# Stored data
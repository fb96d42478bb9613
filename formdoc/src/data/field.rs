use log::debug;
use serde::{Deserialize, Serialize};
use serde_json::Value;

use crate::error::FormError;

/// Recognized field kinds.
///
/// Unrecognized kinds deserialize to [`FieldKind::Unknown`] instead of
/// failing the whole template; such fields get no editor.
#[derive(Debug, Clone, Copy, PartialEq, Eq, Serialize, Deserialize)]
#[serde(rename_all = "lowercase")]
pub enum FieldKind {
    /// Free-form string value.
    Text,
    /// Two-state value.
    Boolean,
    /// Floating-point value.
    Number,
    /// Any kind not listed above.
    #[serde(other)]
    Unknown,
}

/// How a field value is edited by a presentation layer.
#[derive(Debug, Clone, Copy, PartialEq, Eq)]
pub enum Editor {
    /// Free-form string input.
    Text,
    /// Two-state toggle.
    Toggle,
    /// Numeric input with zero fallback on invalid text.
    Numeric,
    /// No editor; the field is skipped.
    None,
}

/// One editable unit of a document.
///
/// `name` is unique within a document and may be dotted
/// (e.g. `shipper.name`) to place the value inside a nested record.
#[derive(Debug, Clone, PartialEq, Serialize, Deserialize)]
pub struct FieldDescriptor {
    /// Unique field key within the document.
    pub name: String,
    /// Human-readable display text.
    pub label: String,
    /// Declared value kind.
    #[serde(rename = "type")]
    pub kind: FieldKind,
    /// Current value; kept consistent with `kind` by normalization.
    #[serde(default)]
    pub value: Value,
    /// Whether downstream validation requires a non-empty value.
    #[serde(default)]
    pub required: bool,
    /// Display cluster key.
    pub group: String,
}

impl FieldDescriptor {
    /// The editor a presentation layer should show for this field.
    pub fn editor(&self) -> Editor {
        match self.kind {
            FieldKind::Text => Editor::Text,
            FieldKind::Boolean => Editor::Toggle,
            FieldKind::Number => Editor::Numeric,
            FieldKind::Unknown => Editor::None,
        }
    }

    /// Normalize an incoming value for this field's kind.
    ///
    /// Number fields accept raw string input and fall back to zero when it
    /// does not parse, matching the numeric editor contract. Boolean and
    /// number fields reject values of an unrelated type with
    /// [`FormError::TypeMismatch`]; unknown-kind fields store the value
    /// as given.
    pub fn normalize(&self, value: Value) -> Result<Value, FormError> {
        match self.kind {
            FieldKind::Text => Ok(match value {
                Value::String(s) => Value::String(s),
                other => Value::String(other.to_string()),
            }),
            FieldKind::Boolean => match value {
                Value::Bool(b) => Ok(Value::Bool(b)),
                other => Err(self.mismatch("boolean", &other)),
            },
            FieldKind::Number => match value {
                Value::Number(n) => Ok(Value::Number(n)),
                Value::String(s) => Ok(number_from_input(&s)),
                other => Err(self.mismatch("number", &other)),
            },
            FieldKind::Unknown => Ok(value),
        }
    }

    fn mismatch(&self, expected: &str, actual: &Value) -> FormError {
        FormError::TypeMismatch {
            path: self.name.clone(),
            expected: expected.to_string(),
            actual: format!("{actual}"),
        }
    }
}

/// Parse numeric editor input.
///
/// The longest leading numeric prefix wins, so `"12abc"` stores `12` and
/// `"1e2x"` stores `100`. Empty or non-numeric text stores zero rather
/// than failing; the raw input is only visible in the debug log.
pub fn number_from_input(raw: &str) -> Value {
    let trimmed = raw.trim();
    let mut parsed = None;
    for end in trimmed.char_indices().map(|(i, c)| i + c.len_utf8()) {
        if let Ok(v) = trimmed[..end].parse::<f64>() {
            parsed = Some(v);
        }
    }
    let value = parsed.unwrap_or_else(|| {
        debug!("numeric input {raw:?} does not parse, storing 0");
        0.0
    });
    Value::Number(serde_json::Number::from_f64(value).unwrap_or_else(|| {
        debug!("numeric input {raw:?} is not finite, storing 0");
        serde_json::Number::from(0)
    }))
}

# Work to complete
Using the exact wording, repeat all the entries.

# Task answer
repository fb96d42478bb9613
filename formdoc/src/data/field.rs
use log::debug;
use serde::{Deserialize, Serialize};
use serde_json::Value;

use crate::error::FormError;

/// Recognized field kinds.
///
/// Unrecognized kinds deserialize to [`FieldKind::Unknown`] instead of
/// failing the whole template; such fields get no editor.
#[derive(Debug, Clone, Copy, PartialEq, Eq, Serialize, Deserialize)]
#[serde(rename_all = "lowercase")]
pub enum FieldKind {
    /// Free-form string value.
    Text,
    /// Two-state value.
    Boolean,
    /// Floating-point value.
    Number,
    /// Any kind not listed above.
    #[serde(other)]
    Unknown,
}

/// How a field value is edited by a presentation layer.
#[derive(Debug, Clone, Copy, PartialEq, Eq)]
pub enum Editor {
    /// Free-form string input.
    Text,
    /// Two-state toggle.
    Toggle,
    /// Numeric input with zero fallback on invalid text.
    Numeric,
    /// No editor; the field is skipped.
    None,
}

/// One editable unit of a document.
///
/// `name` is unique within a document and may be dotted
/// (e.g. `shipper.name`) to place the value inside a nested record.
#[derive(Debug, Clone, PartialEq, Serialize, Deserialize)]
pub struct FieldDescriptor {
    /// Unique field key within the document.
    pub name: String,
    /// Human-readable display text.
    pub label: String,
    /// Declared value kind.
    #[serde(rename = "type")]
    pub kind: FieldKind,
    /// Current value; kept consistent with `kind` by normalization.
    #[serde(default)]
    pub value: Value,
    /// Whether downstream validation requires a non-empty value.
    #[serde(default)]
    pub required: bool,
    /// Display cluster key.
    pub group: String,
}

impl FieldDescriptor {
    /// The editor a presentation layer should show for this field.
    pub fn editor(&self) -> Editor {
        match self.kind {
            FieldKind::Text => Editor::Text,
            FieldKind::Boolean => Editor::Toggle,
            FieldKind::Number => Editor::Numeric,
            FieldKind::Unknown => Editor::None,
        }
    }

    /// Normalize an incoming value for this field's kind.
    ///
    /// Number fields accept raw string input and fall back to zero when it
    /// does not parse, matching the numeric editor contract. Boolean and
    /// number fields reject values of an unrelated type with
    /// [`FormError::TypeMismatch`]; unknown-kind fields store the value
    /// as given.
    pub fn normalize(&self, value: Value) -> Result<Value, FormError> {
        match self.kind {
            FieldKind::Text => Ok(match value {
                Value::String(s) => Value::String(s),
                other => Value::String(other.to_string()),
            }),
            FieldKind::Boolean => match value {
                Value::Bool(b) => Ok(Value::Bool(b)),
                other => Err(self.mismatch("boolean", &other)),
            },
            FieldKind::Number => match value {
                Value::Number(n) => Ok(Value::Number(n)),
                Value::String(s) => Ok(number_from_input(&s)),
                other => Err(self.mismatch("number", &other)),
            },
            FieldKind::Unknown => Ok(value),
        }
    }

    fn mismatch(&self, expected: &str, actual: &Value) -> FormError {
        FormError::TypeMismatch {
            path: self.name.clone(),
            expected: expected.to_string(),
            actual: format!("{actual}"),
        }
    }
}

/// Parse numeric editor input.
///
/// The longest leading numeric prefix wins, so `"12abc"` stores `12` and
/// `"1e2x"` stores `100`. Empty or non-numeric text stores zero rather
/// than failing; the raw input is only visible in the debug log.
pub fn number_from_input(raw: &str) -> Value {
    let trimmed = raw.trim();
    let mut parsed = None;
    for end in trimmed.char_indices().map(|(i, c)| i + c.len_utf8()) {
        if let Ok(v) = trimmed[..end].parse::<f64>() {
            parsed = Some(v);
        }
    }
    let value = parsed.unwrap_or_else(|| {
        debug!("numeric input {raw:?} does not parse, storing 0");
        0.0
    });
    Value::Number(serde_json::Number::from_f64(value).unwrap_or_else(|| {
        debug!("numeric input {raw:?} is not finite, storing 0");
        serde_json::Number::from(0)
    }))
}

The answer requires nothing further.